No, because CPU busy does not translate linearly into actual performance. It would be if there was no hyperthreading, no variation in clock speeds, no NUMA effects, no virtualization, power/cooling effects, etc. With this oversimplification we might shoot us in the foot as the actual performance consumption is significantly higher.
Factors affecting actual performance
(list probably incomplete)
Hyperthreading (or Multithreading on UNIX)

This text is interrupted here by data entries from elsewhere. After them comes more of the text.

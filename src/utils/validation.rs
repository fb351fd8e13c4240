use crate::utils::error::{DppError, Result};
use std::path::Path;
use url::Url;

pub trait Validate {
    fn validate(&self) -> Result<()>;
}

pub fn validate_url(field_name: &str, url_str: &str) -> Result<()> {
    if url_str.is_empty() {
        return Err(DppError::InvalidConfigValueError {
            field: field_name.to_string(),
            value: url_str.to_string(),
            reason: "URL cannot be empty".to_string(),
        });
    }

    match Url::parse(url_str) {
        Ok(url) => match url.scheme() {
            "http" | "https" => Ok(()),
            scheme => Err(DppError::InvalidConfigValueError {
                field: field_name.to_string(),
                value: url_str.to_string(),
                reason: format!("Unsupported URL scheme: {}", scheme),
            }),
        },
        Err(e) => Err(DppError::InvalidConfigValueError {
            field: field_name.to_string(),
            value: url_str.to_string(),
            reason: format!("Invalid URL format: {}", e),
        }),
    }
}

pub fn validate_positive_number(field_name: &str, value: u64, min_value: u64) -> Result<()> {
    if value < min_value {
        return Err(DppError::InvalidConfigValueError {
            field: field_name.to_string(),
            value: value.to_string(),
            reason: format!("Value must be at least {}", min_value),
        });
    }
    Ok(())
}

pub fn validate_range<T: PartialOrd + std::fmt::Display + Copy>(
    field_name: &str,
    value: T,
    min: T,
    max: T,
) -> Result<()> {
    if value < min || value > max {
        return Err(DppError::InvalidConfigValueError {
            field: field_name.to_string(),
            value: value.to_string(),
            reason: format!("Value must be between {} and {}", min, max),
        });
    }
    Ok(())
}

pub fn validate_one_of(field_name: &str, value: &str, allowed: &[&str]) -> Result<()> {
    if !allowed.contains(&value) {
        return Err(DppError::InvalidConfigValueError {
            field: field_name.to_string(),
            value: value.to_string(),
            reason: format!("Allowed values: {}", allowed.join(", ")),
        });
    }
    Ok(())
}

/// 表單欄位必填檢查，回傳修剪後的值
pub fn require_input<'a>(value: &'a str, message: &str) -> Result<&'a str> {
    let trimmed = value.trim();
    if trimmed.is_empty() {
        return Err(DppError::validation(message));
    }
    Ok(trimmed)
}

pub fn require_extension(path: &Path, allowed_extensions: &[&str]) -> Result<()> {
    let extension = path
        .extension()
        .and_then(|ext| ext.to_str())
        .map(|ext| ext.to_ascii_lowercase());

    match extension {
        Some(ext) if allowed_extensions.contains(&ext.as_str()) => Ok(()),
        Some(ext) => Err(DppError::validation(format!(
            "Unsupported file extension: {}. Allowed extensions: {}",
            ext,
            allowed_extensions.join(", ")
        ))),
        None => Err(DppError::validation(format!(
            "File has no extension: {}",
            path.display()
        ))),
    }
}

The most obvious one. Our given Dell system has 16 cores, 2 threads per core, so Linux shows us 32 logical CPUs (threads). If we run just one single threaded, CPU bound process on the system, it will use just one core. If we then increase the load to saturate two logical CPUs, it will use two physical cores (a smart process scheduler will use up all cores first before it starts to use hyperthreads). This goes on until we have all 16 cores saturated, at which point the OS tells us it is 50% busy. Are we now consuming 50% of its maximum performance? No, unless you consider hyperthreading to be perfect – with each core giving us double the performance if we utilize both threads, which is clearly highly overoptimistic.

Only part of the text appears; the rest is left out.